- [Task goal]: Report the number of lines in the data where the word "Method" appears, and add no other text.

- [Saved entries]:
########################################
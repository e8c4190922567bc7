//! Incremental Server-Sent Events parser
//!
//! Bytes arrive in arbitrary chunks; complete lines are parsed as they show
//! up and a frame is emitted on each blank line. Comment lines (keep-alives)
//! are skipped.

use relay_core::{RelayResult, StreamEvent};

/// One dispatched SSE frame
#[derive(Debug, Clone, PartialEq, Eq)]
pub struct SseFrame {
    pub event: Option<String>,
    pub data: String,
    pub id: Option<String>,
}

impl SseFrame {
    /// Decode the frame's JSON payload
    pub fn to_stream_event(&self) -> RelayResult<StreamEvent> {
        Ok(serde_json::from_str(&self.data)?)
    }
}

#[derive(Debug, Default)]
pub struct SseParser {
    buffer: Vec<u8>,
    event: Option<String>,
    data: Vec<String>,
    last_id: Option<String>,
}

impl SseParser {
    pub fn new() -> Self {
        Self::default()
    }

    /// Feed a chunk, returning every frame it completed
    pub fn feed(&mut self, chunk: &[u8]) -> Vec<SseFrame> {
        self.buffer.extend_from_slice(chunk);

        let mut frames = Vec::new();
        while let Some(pos) = self.buffer.iter().position(|b| *b == b'\n') {
            let raw: Vec<u8> = self.buffer.drain(..=pos).collect();
            let line = String::from_utf8_lossy(&raw);
            let line = line.trim_end_matches('\n').trim_end_matches('\r');

            if line.is_empty() {
                if let Some(frame) = self.dispatch() {
                    frames.push(frame);
                }
                continue;
            }

            // Comment, used for keep-alives
            if line.starts_with(':') {
                continue;
            }

            let (field, value) = match line.split_once(':') {
                Some((field, value)) => (field, value.strip_prefix(' ').unwrap_or(value)),
                None => (line, ""),
            };

            match field {
                "event" => self.event = Some(value.to_string()),
                "data" => self.data.push(value.to_string()),
                "id" => self.last_id = Some(value.to_string()),
                _ => {}
            }
        }

        frames
    }

    fn dispatch(&mut self) -> Option<SseFrame> {
        if self.data.is_empty() {
            self.event = None;
            return None;
        }

        let frame = SseFrame {
            event: self.event.take(),
            data: self.data.join("\n"),
            id: self.last_id.clone(),
        };
        self.data.clear();
        Some(frame)
    }
}
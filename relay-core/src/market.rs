//! Parsed market updates
//!
//! The relay forwards exchange frames untouched. Consumers that want typed
//! data parse them here: ticker frames into [`TickerUpdate`] and level-2
//! book frames into [`OrderBookUpdate`]. Every field is optional because
//! the exchange sends partial frames.

use chrono::{DateTime, Utc};
use rust_decimal::Decimal;
use serde::{Deserialize, Serialize};
use serde_json::Value;

use crate::channel::normalize_symbol;
use crate::error::RelayResult;
use crate::serde_util::{decimal, decimal_opt};

/// Channels carrying ticker frames
pub const TICKER_CHANNELS: &[&str] = &["v2/ticker", "ticker"];

/// Channels carrying level-2 book frames
pub const ORDERBOOK_CHANNELS: &[&str] = &["l2_orderbook"];

// ============================================================================
// Exchange frame shapes
// ============================================================================

#[derive(Debug, Deserialize)]
struct DeltaQuotes {
    #[serde(default, deserialize_with = "decimal_opt")]
    best_bid: Option<Decimal>,
    #[serde(default, deserialize_with = "decimal_opt")]
    best_ask: Option<Decimal>,
    #[serde(default, deserialize_with = "decimal_opt")]
    bid_size: Option<Decimal>,
    #[serde(default, deserialize_with = "decimal_opt")]
    ask_size: Option<Decimal>,
}

#[derive(Debug, Deserialize)]
struct DeltaTickerFrame {
    symbol: String,
    #[serde(default, deserialize_with = "decimal_opt")]
    close: Option<Decimal>,
    #[serde(default, deserialize_with = "decimal_opt")]
    mark_price: Option<Decimal>,
    #[serde(default, deserialize_with = "decimal_opt")]
    spot_price: Option<Decimal>,
    #[serde(default, deserialize_with = "decimal_opt")]
    open: Option<Decimal>,
    #[serde(default, deserialize_with = "decimal_opt")]
    high: Option<Decimal>,
    #[serde(default, deserialize_with = "decimal_opt")]
    low: Option<Decimal>,
    #[serde(default, deserialize_with = "decimal_opt")]
    volume: Option<Decimal>,
    #[serde(default, deserialize_with = "decimal_opt")]
    turnover: Option<Decimal>,
    #[serde(default, deserialize_with = "decimal_opt")]
    mark_change_24h: Option<Decimal>,
    #[serde(default, deserialize_with = "decimal_opt")]
    ltp_change_24h: Option<Decimal>,
    #[serde(default)]
    quotes: Option<DeltaQuotes>,
    #[serde(default)]
    timestamp: Option<i64>,
}

#[derive(Debug, Deserialize)]
struct DeltaBookLevel {
    #[serde(deserialize_with = "decimal")]
    limit_price: Decimal,
    #[serde(deserialize_with = "decimal")]
    size: Decimal,
}

#[derive(Debug, Deserialize)]
struct DeltaBookFrame {
    symbol: String,
    #[serde(default)]
    buy: Option<Vec<DeltaBookLevel>>,
    #[serde(default)]
    sell: Option<Vec<DeltaBookLevel>>,
    #[serde(default)]
    timestamp: Option<i64>,
}

/// Exchange timestamps are microseconds since the epoch
fn from_micros(ts: Option<i64>) -> Option<DateTime<Utc>> {
    ts.and_then(DateTime::from_timestamp_micros)
}

// ============================================================================
// Normalized updates
// ============================================================================

/// Partial ticker update; `None` means "not present in this frame"
#[derive(Debug, Clone, Default, PartialEq, Eq, Serialize, Deserialize)]
pub struct TickerUpdate {
    pub symbol: String,
    pub last_price: Option<Decimal>,
    pub mark_price: Option<Decimal>,
    pub spot_price: Option<Decimal>,
    pub best_bid: Option<Decimal>,
    pub best_ask: Option<Decimal>,
    pub bid_size: Option<Decimal>,
    pub ask_size: Option<Decimal>,
    pub open: Option<Decimal>,
    pub high: Option<Decimal>,
    pub low: Option<Decimal>,
    pub volume: Option<Decimal>,
    pub turnover: Option<Decimal>,
    pub change_24h: Option<Decimal>,
    pub timestamp: Option<DateTime<Utc>>,
}

impl TickerUpdate {
    pub fn new(symbol: impl Into<String>) -> Self {
        Self {
            symbol: symbol.into(),
            ..Self::default()
        }
    }

    /// Parse a ticker frame
    pub fn from_value(data: &Value) -> RelayResult<Self> {
        let frame = DeltaTickerFrame::deserialize(data)?;
        let quotes = frame.quotes;

        Ok(Self {
            symbol: normalize_symbol(&frame.symbol),
            last_price: frame.close,
            mark_price: frame.mark_price,
            spot_price: frame.spot_price,
            best_bid: quotes.as_ref().and_then(|q| q.best_bid),
            best_ask: quotes.as_ref().and_then(|q| q.best_ask),
            bid_size: quotes.as_ref().and_then(|q| q.bid_size),
            ask_size: quotes.as_ref().and_then(|q| q.ask_size),
            open: frame.open,
            high: frame.high,
            low: frame.low,
            volume: frame.volume,
            turnover: frame.turnover,
            change_24h: frame.mark_change_24h.or(frame.ltp_change_24h),
            timestamp: from_micros(frame.timestamp),
        })
    }
}

/// A price level in the book
#[derive(Debug, Clone, Copy, PartialEq, Eq, Serialize, Deserialize)]
pub struct OrderBookLevel {
    pub price: Decimal,
    pub size: Decimal,
}

impl OrderBookLevel {
    pub fn new(price: Decimal, size: Decimal) -> Self {
        Self { price, size }
    }
}

/// Order book frame; a missing side leaves the previous side untouched
#[derive(Debug, Clone, Default, PartialEq, Eq, Serialize, Deserialize)]
pub struct OrderBookUpdate {
    pub symbol: String,
    pub bids: Option<Vec<OrderBookLevel>>,
    pub asks: Option<Vec<OrderBookLevel>>,
    pub timestamp: Option<DateTime<Utc>>,
}

impl OrderBookUpdate {
    /// Parse a level-2 book frame, sorting bids descending and asks ascending
    pub fn from_value(data: &Value) -> RelayResult<Self> {
        let frame = DeltaBookFrame::deserialize(data)?;

        let convert = |levels: Vec<DeltaBookLevel>| -> Vec<OrderBookLevel> {
            levels
                .into_iter()
                .map(|l| OrderBookLevel::new(l.limit_price, l.size))
                .collect()
        };

        let bids = frame.buy.map(convert).map(|mut levels| {
            levels.sort_by(|a, b| b.price.cmp(&a.price));
            levels
        });
        let asks = frame.sell.map(convert).map(|mut levels| {
            levels.sort_by(|a, b| a.price.cmp(&b.price));
            levels
        });

        Ok(Self {
            symbol: normalize_symbol(&frame.symbol),
            bids,
            asks,
            timestamp: from_micros(frame.timestamp),
        })
    }
}

/// A typed market update
#[derive(Debug, Clone, PartialEq, Eq)]
pub enum MarketUpdate {
    Ticker(TickerUpdate),
    OrderBook(OrderBookUpdate),
}

impl MarketUpdate {
    /// Parse `data` according to `channel`.
    ///
    /// Returns `None` for channels that carry neither tickers nor books.
    pub fn parse(channel: &str, data: &Value) -> Option<RelayResult<Self>> {
        if TICKER_CHANNELS.contains(&channel) {
            Some(TickerUpdate::from_value(data).map(Self::Ticker))
        } else if ORDERBOOK_CHANNELS.contains(&channel) {
            Some(OrderBookUpdate::from_value(data).map(Self::OrderBook))
        } else {
            None
        }
    }

    pub fn symbol(&self) -> &str {
        match self {
            Self::Ticker(t) => &t.symbol,
            Self::OrderBook(b) => &b.symbol,
        }
    }
}

#[cfg(test)]
mod tests {
    use super::*;
    use rust_decimal_macros::dec;
    use serde_json::json;

    #[test]
    fn test_parse_ticker_frame() {
        let frame = json!({
            "type": "v2/ticker",
            "symbol": "BTCUSD",
            "close": 64012.5,
            "mark_price": "64010.1",
            "volume": "1520.25",
            "mark_change_24h": "-1.25",
            "quotes": {"best_bid": "64012", "best_ask": "64013", "bid_size": "12", "ask_size": "7"},
            "timestamp": 1_700_000_000_000_000i64
        });

        let ticker = TickerUpdate::from_value(&frame).unwrap();
        assert_eq!(ticker.symbol, "BTCUSD");
        assert_eq!(ticker.last_price, Some(dec!(64012.5)));
        assert_eq!(ticker.mark_price, Some(dec!(64010.1)));
        assert_eq!(ticker.best_bid, Some(dec!(64012)));
        assert_eq!(ticker.ask_size, Some(dec!(7)));
        assert_eq!(ticker.change_24h, Some(dec!(-1.25)));
        assert_eq!(ticker.high, None);
        assert_eq!(ticker.timestamp.map(|t| t.timestamp()), Some(1_700_000_000));
    }

    #[test]
    fn test_parse_partial_ticker() {
        let ticker = TickerUpdate::from_value(&json!({"symbol": "ETHUSD", "close": "3100"})).unwrap();
        assert_eq!(ticker.last_price, Some(dec!(3100)));
        assert_eq!(ticker.best_bid, None);
        assert_eq!(ticker.volume, None);
    }

    #[test]
    fn test_symbol_normalized() {
        let ticker = TickerUpdate::from_value(&json!({"symbol": " btcusd", "close": "1"})).unwrap();
        assert_eq!(ticker.symbol, "BTCUSD");

        let book = OrderBookUpdate::from_value(&json!({"symbol": "ethusd", "buy": []})).unwrap();
        assert_eq!(book.symbol, "ETHUSD");
    }

    #[test]
    fn test_ticker_requires_symbol() {
        assert!(TickerUpdate::from_value(&json!({"close": "1"})).is_err());
    }

    #[test]
    fn test_parse_orderbook_sorted() {
        let frame = json!({
            "type": "l2_orderbook",
            "symbol": "BTCUSD",
            "buy": [{"limit_price": "100", "size": 5}, {"limit_price": "101", "size": 2}],
            "sell": [{"limit_price": "103", "size": 1}, {"limit_price": "102", "size": 4}]
        });

        let book = OrderBookUpdate::from_value(&frame).unwrap();
        let bids = book.bids.unwrap();
        let asks = book.asks.unwrap();
        assert_eq!(bids[0].price, dec!(101));
        assert_eq!(asks[0].price, dec!(102));
    }

    #[test]
    fn test_market_update_dispatch() {
        let data = json!({"symbol": "BTCUSD", "close": "1"});
        assert!(matches!(
            MarketUpdate::parse("v2/ticker", &data),
            Some(Ok(MarketUpdate::Ticker(_)))
        ));
        assert!(MarketUpdate::parse("all_trades", &data).is_none());
    }
}
//! API route definitions

mod health;
mod identity;
mod stream;

use axum::{
    http::{header, HeaderName, Method},
    Router,
};
use tower_http::cors::{Any, CorsLayer};
use tower_http::trace::TraceLayer;

use crate::AppState;

pub use stream::CLIENT_ID_HEADER;

/// Create all API routes
pub fn api_routes() -> Router<AppState> {
    Router::new()
        .merge(stream::routes())
        .merge(health::routes())
}

/// Build the full application
pub fn app(state: AppState) -> Router {
    // Configure CORS for browser clients
    let cors = CorsLayer::new()
        .allow_origin(Any)
        .allow_methods([Method::GET, Method::POST, Method::HEAD, Method::OPTIONS])
        .allow_headers([header::CONTENT_TYPE, HeaderName::from_static(CLIENT_ID_HEADER)])
        .expose_headers(stream::STATUS_HEADERS.map(HeaderName::from_static));

    Router::new()
        .nest("/api", api_routes())
        .layer(TraceLayer::new_for_http())
        .layer(cors)
        .with_state(state)
}
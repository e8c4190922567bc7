//! Serde helpers for exchange payloads
//!
//! Delta sends numeric fields either as JSON strings (`"64012.5"`) or as
//! bare numbers depending on the channel, so decimals are read from both.

use std::str::FromStr;

use rust_decimal::Decimal;
use serde::{de, Deserialize, Deserializer};
use serde_json::Value;

fn value_to_decimal<E: de::Error>(value: Value) -> Result<Option<Decimal>, E> {
    match value {
        Value::Null => Ok(None),
        Value::String(s) if s.trim().is_empty() => Ok(None),
        Value::String(s) => parse_decimal(s.trim()).map(Some),
        Value::Number(n) => parse_decimal(&n.to_string()).map(Some),
        other => Err(E::custom(format!("expected decimal, got {}", other))),
    }
}

fn parse_decimal<E: de::Error>(raw: &str) -> Result<Decimal, E> {
    Decimal::from_str(raw)
        .or_else(|_| Decimal::from_scientific(raw))
        .map_err(|e| E::custom(format!("invalid decimal '{}': {}", raw, e)))
}

/// Optional decimal from a string, number or null
pub fn decimal_opt<'de, D>(deserializer: D) -> Result<Option<Decimal>, D::Error>
where
    D: Deserializer<'de>,
{
    match Option::<Value>::deserialize(deserializer)? {
        Some(value) => value_to_decimal(value),
        None => Ok(None),
    }
}

/// Required decimal from a string or number
pub fn decimal<'de, D>(deserializer: D) -> Result<Decimal, D::Error>
where
    D: Deserializer<'de>,
{
    let value = Value::deserialize(deserializer)?;
    value_to_decimal(value)?.ok_or_else(|| de::Error::custom("decimal cannot be null"))
}
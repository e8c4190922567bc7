//! Shared HTTP plumbing for the relay clients

use std::time::Duration;

use relay_core::RelayError;
use reqwest::{Response, StatusCode};
use serde::Deserialize;

/// Default timeout for request/response calls
pub const REQUEST_TIMEOUT: Duration = Duration::from_secs(30);

/// Connect timeout for the long-lived SSE request
pub const CONNECT_TIMEOUT: Duration = Duration::from_secs(10);

#[derive(Debug, Deserialize)]
struct ErrorBody {
    error: String,
}

pub(crate) fn normalize_base_url(base_url: &str) -> String {
    base_url.trim_end_matches('/').to_string()
}

/// Translate a non-success relay response into a `RelayError`
pub(crate) async fn error_from_response(response: Response) -> RelayError {
    let status = response.status();
    let body = response.text().await.unwrap_or_default();
    let message = serde_json::from_str::<ErrorBody>(&body)
        .map(|b| b.error)
        .unwrap_or(body);

    error_from_status(status, message)
}

pub(crate) fn error_from_status(status: StatusCode, message: String) -> RelayError {
    match status {
        StatusCode::BAD_REQUEST => RelayError::invalid_request(message),
        StatusCode::NOT_FOUND => RelayError::unknown_client(message),
        StatusCode::TOO_MANY_REQUESTS => RelayError::rate_limited("this client"),
        StatusCode::SERVICE_UNAVAILABLE => RelayError::TooManyConnections {
            limit: parse_limit(&message).unwrap_or(0),
        },
        StatusCode::UNAUTHORIZED => RelayError::auth(message),
        _ => RelayError::network(format!("Relay returned {}: {}", status, message)),
    }
}

/// Pull the limit out of "Too many connections: limit of N reached"
fn parse_limit(message: &str) -> Option<usize> {
    let (_, rest) = message.split_once("limit of ")?;
    rest.split_whitespace().next()?.parse().ok()
}

#[cfg(test)]
mod tests {
    use super::*;

    #[test]
    fn test_status_mapping() {
        assert!(matches!(
            error_from_status(StatusCode::NOT_FOUND, "Unknown client: client-9".into()),
            RelayError::UnknownClient(_)
        ));
        assert!(matches!(
            error_from_status(StatusCode::TOO_MANY_REQUESTS, String::new()),
            RelayError::RateLimited { .. }
        ));
        assert!(matches!(
            error_from_status(StatusCode::BAD_GATEWAY, "upstream".into()),
            RelayError::Network(_)
        ));
    }

    #[test]
    fn test_connection_limit_parsed() {
        let err = error_from_status(
            StatusCode::SERVICE_UNAVAILABLE,
            "Too many connections: limit of 25 reached".into(),
        );
        assert!(matches!(err, RelayError::TooManyConnections { limit: 25 }));

        let err = error_from_status(StatusCode::SERVICE_UNAVAILABLE, "busy".into());
        assert!(matches!(err, RelayError::TooManyConnections { limit: 0 }));
    }

    #[test]
    fn test_base_url_trimmed() {
        assert_eq!(normalize_base_url("http://localhost:3001/"), "http://localhost:3001");
    }
}
//! Control endpoint client

use relay_core::{
    ChannelSpec, ClientId, ConnectionState, ControlRequest, ControlResponse, RelayError,
    RelayResult,
};
use reqwest::header::HeaderMap;
use reqwest::Client;
use serde::Serialize;
use tracing::debug;

use crate::http::{error_from_response, normalize_base_url, REQUEST_TIMEOUT};

/// Header naming the session on control requests
pub const CLIENT_ID_HEADER: &str = "x-client-id";

/// Relay status as reported by `HEAD /api/stream`
#[derive(Debug, Clone, PartialEq, Eq, Serialize)]
pub struct RelayStatus {
    pub upstream_state: ConnectionState,
    pub upstream_authenticated: bool,
    pub active_clients: usize,
    pub max_clients: usize,
    pub upstream_subscriptions: usize,
}

impl RelayStatus {
    fn from_headers(headers: &HeaderMap) -> RelayResult<Self> {
        let upstream_state = header(headers, "x-upstream-status")?;
        let upstream_state: ConnectionState =
            serde_json::from_value(serde_json::Value::String(upstream_state))?;

        Ok(Self {
            upstream_state,
            upstream_authenticated: parse_header(headers, "x-upstream-authenticated")?,
            active_clients: parse_header(headers, "x-active-clients")?,
            max_clients: parse_header(headers, "x-max-clients")?,
            upstream_subscriptions: parse_header(headers, "x-upstream-subscriptions")?,
        })
    }
}

fn header(headers: &HeaderMap, name: &str) -> RelayResult<String> {
    headers
        .get(name)
        .and_then(|v| v.to_str().ok())
        .map(str::to_string)
        .ok_or_else(|| RelayError::parse(format!("missing {} header", name)))
}

fn parse_header<T: std::str::FromStr>(headers: &HeaderMap, name: &str) -> RelayResult<T> {
    header(headers, name)?
        .parse()
        .map_err(|_| RelayError::parse(format!("invalid {} header", name)))
}

/// Sends interest-set changes for an open session
#[derive(Debug, Clone)]
pub struct ControlClient {
    client: Client,
    base_url: String,
}

impl ControlClient {
    pub fn new(base_url: &str) -> RelayResult<Self> {
        let client = Client::builder()
            .timeout(REQUEST_TIMEOUT)
            .build()
            .map_err(|e| RelayError::network(format!("Failed to build HTTP client: {}", e)))?;

        Ok(Self::with_client(client, base_url))
    }

    pub fn with_client(client: Client, base_url: &str) -> Self {
        Self {
            client,
            base_url: normalize_base_url(base_url),
        }
    }

    fn stream_url(&self) -> String {
        format!("{}/api/stream", self.base_url)
    }

    pub async fn subscribe(
        &self,
        client_id: ClientId,
        channels: Vec<ChannelSpec>,
    ) -> RelayResult<ControlResponse> {
        self.send(client_id, ControlRequest::subscribe(channels)).await
    }

    pub async fn unsubscribe(
        &self,
        client_id: ClientId,
        channels: Vec<ChannelSpec>,
    ) -> RelayResult<ControlResponse> {
        self.send(client_id, ControlRequest::unsubscribe(channels)).await
    }

    /// Send a control request, returning the session's resulting interest set
    pub async fn send(
        &self,
        client_id: ClientId,
        request: ControlRequest,
    ) -> RelayResult<ControlResponse> {
        // Fail fast on requests the relay would reject
        request.validate()?;

        debug!("Control {:?} for {}", request.action, client_id);

        let response = self
            .client
            .post(self.stream_url())
            .header(CLIENT_ID_HEADER, client_id.to_string())
            .json(&request)
            .send()
            .await
            .map_err(|e| RelayError::network(format!("Failed to send control request: {}", e)))?;

        if !response.status().is_success() {
            return Err(error_from_response(response).await);
        }

        response
            .json()
            .await
            .map_err(|e| RelayError::parse(format!("Failed to parse control response: {}", e)))
    }

    /// Relay and upstream status without opening a stream
    pub async fn status(&self) -> RelayResult<RelayStatus> {
        let response = self
            .client
            .head(self.stream_url())
            .send()
            .await
            .map_err(|e| RelayError::network(format!("Failed to fetch status: {}", e)))?;

        if !response.status().is_success() {
            return Err(error_from_response(response).await);
        }

        RelayStatus::from_headers(response.headers())
    }
}
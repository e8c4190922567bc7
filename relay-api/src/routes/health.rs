//! Health check endpoints

use axum::{extract::State, http::StatusCode, response::Json, routing::get, Router};
use serde::Serialize;

use crate::AppState;

/// Health check response
#[derive(Debug, Serialize)]
struct HealthResponse {
    status: String,
    relay: relay_services::RelayHealth,
}

/// Health check handler
async fn health_check(State(state): State<AppState>) -> (StatusCode, Json<HealthResponse>) {
    let relay_health = state.relay.health();

    let status = if relay_health.healthy {
        "healthy"
    } else {
        "degraded"
    };

    let code = if relay_health.healthy {
        StatusCode::OK
    } else {
        StatusCode::SERVICE_UNAVAILABLE
    };

    let response = HealthResponse {
        status: status.to_string(),
        relay: relay_health,
    };

    (code, Json(response))
}

/// Simple liveness check (always returns OK if server is running)
async fn liveness() -> &'static str {
    "OK"
}

/// Create health routes
pub fn routes() -> Router<AppState> {
    Router::new()
        .route("/health", get(health_check))
        .route("/health/live", get(liveness))
}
########################################
- [Completed task]: 2